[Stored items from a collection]
Segment Open

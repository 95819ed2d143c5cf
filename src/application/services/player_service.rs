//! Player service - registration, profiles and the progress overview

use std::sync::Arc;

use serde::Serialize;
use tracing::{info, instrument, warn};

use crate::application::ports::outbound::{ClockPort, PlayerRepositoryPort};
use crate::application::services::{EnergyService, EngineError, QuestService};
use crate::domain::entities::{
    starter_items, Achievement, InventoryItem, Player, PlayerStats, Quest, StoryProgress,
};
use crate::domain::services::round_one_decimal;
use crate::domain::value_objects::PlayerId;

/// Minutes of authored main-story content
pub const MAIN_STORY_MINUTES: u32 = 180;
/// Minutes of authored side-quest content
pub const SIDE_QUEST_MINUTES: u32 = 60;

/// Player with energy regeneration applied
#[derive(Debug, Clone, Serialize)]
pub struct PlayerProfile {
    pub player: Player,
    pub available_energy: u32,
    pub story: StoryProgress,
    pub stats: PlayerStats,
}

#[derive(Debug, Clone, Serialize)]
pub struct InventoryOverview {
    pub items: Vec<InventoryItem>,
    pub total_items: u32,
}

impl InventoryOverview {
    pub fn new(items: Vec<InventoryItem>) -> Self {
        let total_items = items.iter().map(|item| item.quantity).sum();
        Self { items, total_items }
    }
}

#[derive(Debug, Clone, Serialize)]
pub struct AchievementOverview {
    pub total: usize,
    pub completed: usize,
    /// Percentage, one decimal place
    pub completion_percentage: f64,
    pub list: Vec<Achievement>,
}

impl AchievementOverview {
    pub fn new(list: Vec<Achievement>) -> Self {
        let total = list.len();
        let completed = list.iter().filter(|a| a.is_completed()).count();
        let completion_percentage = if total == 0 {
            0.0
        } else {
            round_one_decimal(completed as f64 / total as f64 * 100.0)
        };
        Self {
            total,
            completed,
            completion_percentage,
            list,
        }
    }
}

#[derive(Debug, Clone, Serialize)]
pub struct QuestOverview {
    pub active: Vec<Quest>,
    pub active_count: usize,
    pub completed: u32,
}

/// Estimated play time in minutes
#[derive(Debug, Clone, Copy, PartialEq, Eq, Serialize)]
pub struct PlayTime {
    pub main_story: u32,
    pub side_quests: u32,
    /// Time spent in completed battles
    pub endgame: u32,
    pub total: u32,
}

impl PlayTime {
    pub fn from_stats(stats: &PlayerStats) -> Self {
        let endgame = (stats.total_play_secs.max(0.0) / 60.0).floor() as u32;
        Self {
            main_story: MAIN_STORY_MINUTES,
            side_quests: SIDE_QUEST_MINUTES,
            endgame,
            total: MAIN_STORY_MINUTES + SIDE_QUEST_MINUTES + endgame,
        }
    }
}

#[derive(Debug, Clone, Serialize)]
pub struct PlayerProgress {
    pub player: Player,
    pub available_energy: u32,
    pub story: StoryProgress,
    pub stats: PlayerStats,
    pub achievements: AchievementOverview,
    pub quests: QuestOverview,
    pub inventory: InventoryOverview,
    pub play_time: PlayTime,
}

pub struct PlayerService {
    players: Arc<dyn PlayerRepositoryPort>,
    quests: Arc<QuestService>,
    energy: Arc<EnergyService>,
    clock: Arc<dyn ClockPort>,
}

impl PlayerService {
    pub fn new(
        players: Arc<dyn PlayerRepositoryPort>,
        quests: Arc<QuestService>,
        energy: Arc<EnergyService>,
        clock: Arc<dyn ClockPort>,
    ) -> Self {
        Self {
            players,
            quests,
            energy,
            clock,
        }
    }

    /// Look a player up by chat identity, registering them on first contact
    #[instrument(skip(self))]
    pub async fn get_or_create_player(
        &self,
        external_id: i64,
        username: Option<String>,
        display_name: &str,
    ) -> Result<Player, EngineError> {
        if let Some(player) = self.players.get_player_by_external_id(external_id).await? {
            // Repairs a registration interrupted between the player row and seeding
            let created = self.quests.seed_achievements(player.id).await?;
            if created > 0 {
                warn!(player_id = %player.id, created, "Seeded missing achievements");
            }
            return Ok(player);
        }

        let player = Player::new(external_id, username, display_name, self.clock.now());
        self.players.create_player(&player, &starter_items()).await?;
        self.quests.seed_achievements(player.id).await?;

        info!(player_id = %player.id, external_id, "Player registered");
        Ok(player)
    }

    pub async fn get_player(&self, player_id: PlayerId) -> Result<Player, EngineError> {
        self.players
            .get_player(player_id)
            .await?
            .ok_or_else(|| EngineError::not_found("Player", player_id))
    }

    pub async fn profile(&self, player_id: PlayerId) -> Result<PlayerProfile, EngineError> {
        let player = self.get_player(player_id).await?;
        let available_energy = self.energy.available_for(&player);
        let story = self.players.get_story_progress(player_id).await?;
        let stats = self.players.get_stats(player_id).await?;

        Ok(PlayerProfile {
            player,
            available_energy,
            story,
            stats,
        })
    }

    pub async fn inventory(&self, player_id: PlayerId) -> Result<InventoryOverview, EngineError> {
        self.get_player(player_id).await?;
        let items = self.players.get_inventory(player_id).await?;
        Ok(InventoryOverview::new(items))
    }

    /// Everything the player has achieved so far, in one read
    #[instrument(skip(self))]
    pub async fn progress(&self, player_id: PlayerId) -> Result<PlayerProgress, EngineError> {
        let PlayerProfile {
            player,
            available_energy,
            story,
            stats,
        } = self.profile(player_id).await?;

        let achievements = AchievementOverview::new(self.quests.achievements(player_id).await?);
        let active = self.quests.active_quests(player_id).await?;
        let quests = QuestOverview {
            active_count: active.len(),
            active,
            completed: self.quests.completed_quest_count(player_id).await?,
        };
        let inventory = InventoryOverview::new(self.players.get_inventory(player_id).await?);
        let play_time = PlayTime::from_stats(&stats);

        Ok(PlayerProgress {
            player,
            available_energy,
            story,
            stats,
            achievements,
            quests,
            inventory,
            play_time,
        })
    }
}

Segment Closed
Segment Open

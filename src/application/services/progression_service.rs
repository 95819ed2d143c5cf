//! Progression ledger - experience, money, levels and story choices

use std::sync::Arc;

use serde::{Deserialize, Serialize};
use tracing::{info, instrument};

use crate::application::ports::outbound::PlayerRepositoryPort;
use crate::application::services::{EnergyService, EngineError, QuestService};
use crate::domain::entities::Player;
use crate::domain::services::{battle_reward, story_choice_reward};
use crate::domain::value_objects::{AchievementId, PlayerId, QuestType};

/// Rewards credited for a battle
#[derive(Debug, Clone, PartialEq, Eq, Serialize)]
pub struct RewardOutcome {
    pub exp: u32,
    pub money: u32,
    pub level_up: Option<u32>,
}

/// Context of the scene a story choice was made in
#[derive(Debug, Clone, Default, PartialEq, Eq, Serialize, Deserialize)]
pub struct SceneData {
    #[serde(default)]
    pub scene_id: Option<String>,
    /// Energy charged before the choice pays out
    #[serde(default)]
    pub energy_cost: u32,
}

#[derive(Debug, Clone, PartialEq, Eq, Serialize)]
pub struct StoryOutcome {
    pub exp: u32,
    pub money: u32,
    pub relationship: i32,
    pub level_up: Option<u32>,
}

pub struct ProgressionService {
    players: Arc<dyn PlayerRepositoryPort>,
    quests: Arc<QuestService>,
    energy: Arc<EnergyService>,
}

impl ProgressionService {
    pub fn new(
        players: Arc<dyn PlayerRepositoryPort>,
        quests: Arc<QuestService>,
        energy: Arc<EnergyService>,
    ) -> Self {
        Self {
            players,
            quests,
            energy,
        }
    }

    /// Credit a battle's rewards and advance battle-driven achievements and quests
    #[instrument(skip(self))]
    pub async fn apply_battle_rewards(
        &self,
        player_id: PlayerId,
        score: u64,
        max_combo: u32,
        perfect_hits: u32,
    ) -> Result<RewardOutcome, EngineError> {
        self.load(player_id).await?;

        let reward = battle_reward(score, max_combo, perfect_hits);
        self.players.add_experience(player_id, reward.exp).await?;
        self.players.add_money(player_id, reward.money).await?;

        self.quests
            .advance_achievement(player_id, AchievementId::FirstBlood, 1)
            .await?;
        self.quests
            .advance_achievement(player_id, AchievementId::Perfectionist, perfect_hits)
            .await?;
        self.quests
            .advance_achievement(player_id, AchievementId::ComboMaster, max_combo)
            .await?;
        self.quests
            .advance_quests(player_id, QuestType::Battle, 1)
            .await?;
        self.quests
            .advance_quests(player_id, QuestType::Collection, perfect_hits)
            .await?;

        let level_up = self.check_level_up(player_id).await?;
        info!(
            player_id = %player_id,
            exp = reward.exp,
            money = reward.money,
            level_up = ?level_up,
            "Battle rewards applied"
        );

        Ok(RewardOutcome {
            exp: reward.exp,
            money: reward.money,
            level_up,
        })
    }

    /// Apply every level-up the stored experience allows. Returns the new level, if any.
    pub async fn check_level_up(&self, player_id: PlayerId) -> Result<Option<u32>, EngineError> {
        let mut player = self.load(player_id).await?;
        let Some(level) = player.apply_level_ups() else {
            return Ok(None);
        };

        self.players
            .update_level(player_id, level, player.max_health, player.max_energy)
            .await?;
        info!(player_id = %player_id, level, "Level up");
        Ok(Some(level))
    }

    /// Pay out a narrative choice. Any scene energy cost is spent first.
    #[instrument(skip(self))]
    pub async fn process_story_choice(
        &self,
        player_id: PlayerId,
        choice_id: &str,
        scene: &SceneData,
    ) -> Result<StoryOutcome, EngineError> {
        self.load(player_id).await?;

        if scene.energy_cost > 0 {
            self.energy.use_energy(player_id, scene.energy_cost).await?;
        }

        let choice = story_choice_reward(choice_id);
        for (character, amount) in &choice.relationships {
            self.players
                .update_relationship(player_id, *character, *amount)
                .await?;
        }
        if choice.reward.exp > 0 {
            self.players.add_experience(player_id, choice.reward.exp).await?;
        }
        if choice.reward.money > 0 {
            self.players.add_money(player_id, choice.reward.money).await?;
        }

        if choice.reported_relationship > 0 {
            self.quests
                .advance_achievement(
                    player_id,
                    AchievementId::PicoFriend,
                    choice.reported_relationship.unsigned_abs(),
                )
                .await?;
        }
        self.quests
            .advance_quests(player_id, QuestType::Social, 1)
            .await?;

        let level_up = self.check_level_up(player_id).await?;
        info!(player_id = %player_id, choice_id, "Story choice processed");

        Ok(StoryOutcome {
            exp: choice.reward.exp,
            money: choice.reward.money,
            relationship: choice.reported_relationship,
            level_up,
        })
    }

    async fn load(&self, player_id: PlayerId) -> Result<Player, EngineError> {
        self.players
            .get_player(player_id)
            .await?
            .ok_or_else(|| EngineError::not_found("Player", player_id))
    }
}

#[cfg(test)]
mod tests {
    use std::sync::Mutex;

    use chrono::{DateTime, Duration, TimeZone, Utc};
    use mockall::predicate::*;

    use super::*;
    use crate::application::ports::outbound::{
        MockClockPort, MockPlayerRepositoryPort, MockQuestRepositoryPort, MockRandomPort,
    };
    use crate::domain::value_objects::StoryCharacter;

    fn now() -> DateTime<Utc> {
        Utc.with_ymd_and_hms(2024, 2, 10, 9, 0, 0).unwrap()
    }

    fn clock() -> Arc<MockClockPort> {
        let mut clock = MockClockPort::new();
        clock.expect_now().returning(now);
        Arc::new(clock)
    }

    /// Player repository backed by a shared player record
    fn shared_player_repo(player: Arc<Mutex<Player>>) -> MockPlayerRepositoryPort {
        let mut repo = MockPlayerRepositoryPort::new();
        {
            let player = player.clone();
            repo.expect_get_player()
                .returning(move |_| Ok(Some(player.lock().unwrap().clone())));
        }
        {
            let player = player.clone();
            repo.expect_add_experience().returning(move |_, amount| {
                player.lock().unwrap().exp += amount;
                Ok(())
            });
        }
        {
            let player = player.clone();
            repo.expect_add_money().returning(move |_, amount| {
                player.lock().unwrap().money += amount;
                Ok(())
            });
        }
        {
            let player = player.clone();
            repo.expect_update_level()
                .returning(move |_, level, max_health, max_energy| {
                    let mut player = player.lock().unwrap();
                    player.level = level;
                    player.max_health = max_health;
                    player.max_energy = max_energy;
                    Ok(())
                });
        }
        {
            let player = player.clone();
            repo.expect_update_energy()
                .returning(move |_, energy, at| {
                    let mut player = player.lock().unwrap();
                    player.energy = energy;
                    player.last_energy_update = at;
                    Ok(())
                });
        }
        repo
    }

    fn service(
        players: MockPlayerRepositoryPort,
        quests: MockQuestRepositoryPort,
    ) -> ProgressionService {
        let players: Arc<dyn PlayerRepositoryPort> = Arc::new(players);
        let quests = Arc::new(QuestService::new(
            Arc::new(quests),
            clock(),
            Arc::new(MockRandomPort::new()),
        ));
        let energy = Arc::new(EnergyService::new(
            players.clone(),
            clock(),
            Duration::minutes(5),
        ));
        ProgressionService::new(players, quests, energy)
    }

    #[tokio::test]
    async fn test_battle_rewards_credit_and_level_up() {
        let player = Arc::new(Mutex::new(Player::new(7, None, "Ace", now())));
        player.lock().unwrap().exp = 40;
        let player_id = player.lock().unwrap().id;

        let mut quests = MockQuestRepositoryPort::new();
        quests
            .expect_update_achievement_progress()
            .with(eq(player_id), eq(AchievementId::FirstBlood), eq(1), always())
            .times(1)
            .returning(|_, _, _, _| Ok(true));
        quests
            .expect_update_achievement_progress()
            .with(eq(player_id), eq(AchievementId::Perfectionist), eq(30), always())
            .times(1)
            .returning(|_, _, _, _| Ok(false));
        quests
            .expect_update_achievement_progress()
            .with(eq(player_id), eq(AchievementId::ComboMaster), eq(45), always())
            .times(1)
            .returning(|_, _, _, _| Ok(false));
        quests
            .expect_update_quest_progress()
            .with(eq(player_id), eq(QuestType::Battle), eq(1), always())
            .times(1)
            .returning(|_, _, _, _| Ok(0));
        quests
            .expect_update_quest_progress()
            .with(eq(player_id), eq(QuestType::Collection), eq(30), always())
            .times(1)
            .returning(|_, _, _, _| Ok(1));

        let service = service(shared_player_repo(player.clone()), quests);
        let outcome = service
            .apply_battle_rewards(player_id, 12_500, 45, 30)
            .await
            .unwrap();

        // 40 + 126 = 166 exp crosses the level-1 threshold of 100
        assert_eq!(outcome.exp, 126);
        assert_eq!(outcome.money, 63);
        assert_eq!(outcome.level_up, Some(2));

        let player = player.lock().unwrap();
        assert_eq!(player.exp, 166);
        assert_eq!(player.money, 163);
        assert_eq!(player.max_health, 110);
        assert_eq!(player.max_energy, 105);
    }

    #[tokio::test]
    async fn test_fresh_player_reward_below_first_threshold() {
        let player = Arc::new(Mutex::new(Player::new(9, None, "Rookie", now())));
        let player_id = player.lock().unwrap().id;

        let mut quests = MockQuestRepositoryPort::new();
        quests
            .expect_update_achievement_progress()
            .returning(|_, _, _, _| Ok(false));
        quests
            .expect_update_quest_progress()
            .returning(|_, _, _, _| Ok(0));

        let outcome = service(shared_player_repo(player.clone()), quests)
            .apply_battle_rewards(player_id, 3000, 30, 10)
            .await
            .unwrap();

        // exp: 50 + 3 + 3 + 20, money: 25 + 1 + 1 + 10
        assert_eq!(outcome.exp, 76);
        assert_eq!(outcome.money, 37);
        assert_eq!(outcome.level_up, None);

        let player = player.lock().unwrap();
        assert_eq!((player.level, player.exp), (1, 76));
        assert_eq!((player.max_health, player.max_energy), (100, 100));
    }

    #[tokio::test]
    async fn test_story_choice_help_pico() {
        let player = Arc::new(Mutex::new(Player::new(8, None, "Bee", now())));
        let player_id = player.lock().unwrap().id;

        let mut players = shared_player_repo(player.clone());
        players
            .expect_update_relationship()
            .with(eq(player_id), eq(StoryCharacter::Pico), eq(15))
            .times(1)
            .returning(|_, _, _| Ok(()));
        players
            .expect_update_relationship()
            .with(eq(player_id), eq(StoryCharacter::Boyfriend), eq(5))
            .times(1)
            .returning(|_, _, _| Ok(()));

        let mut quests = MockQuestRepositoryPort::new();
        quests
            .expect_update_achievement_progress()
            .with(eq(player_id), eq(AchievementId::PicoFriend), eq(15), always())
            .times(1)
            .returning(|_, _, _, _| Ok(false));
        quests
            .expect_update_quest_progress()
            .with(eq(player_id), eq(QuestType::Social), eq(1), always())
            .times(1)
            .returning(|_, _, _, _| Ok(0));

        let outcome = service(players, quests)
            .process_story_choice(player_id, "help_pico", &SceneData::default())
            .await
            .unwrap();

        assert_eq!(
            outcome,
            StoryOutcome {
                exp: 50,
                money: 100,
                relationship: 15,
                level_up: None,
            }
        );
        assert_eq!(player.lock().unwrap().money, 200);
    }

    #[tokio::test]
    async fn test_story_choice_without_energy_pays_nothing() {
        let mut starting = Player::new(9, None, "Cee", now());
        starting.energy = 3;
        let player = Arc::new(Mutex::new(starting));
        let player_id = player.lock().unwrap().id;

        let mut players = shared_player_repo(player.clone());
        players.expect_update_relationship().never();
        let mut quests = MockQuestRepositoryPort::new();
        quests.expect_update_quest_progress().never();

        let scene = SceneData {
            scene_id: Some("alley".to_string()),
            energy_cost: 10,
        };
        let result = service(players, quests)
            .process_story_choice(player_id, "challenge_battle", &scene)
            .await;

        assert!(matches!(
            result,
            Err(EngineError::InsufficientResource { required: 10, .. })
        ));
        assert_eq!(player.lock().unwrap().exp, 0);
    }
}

Segment Closed

■ **Task**: Retrieve each line from the records above where the word "applied" occurs.

■ **Response**:
/// Player with energy regeneration applied
            "Battle rewards applied"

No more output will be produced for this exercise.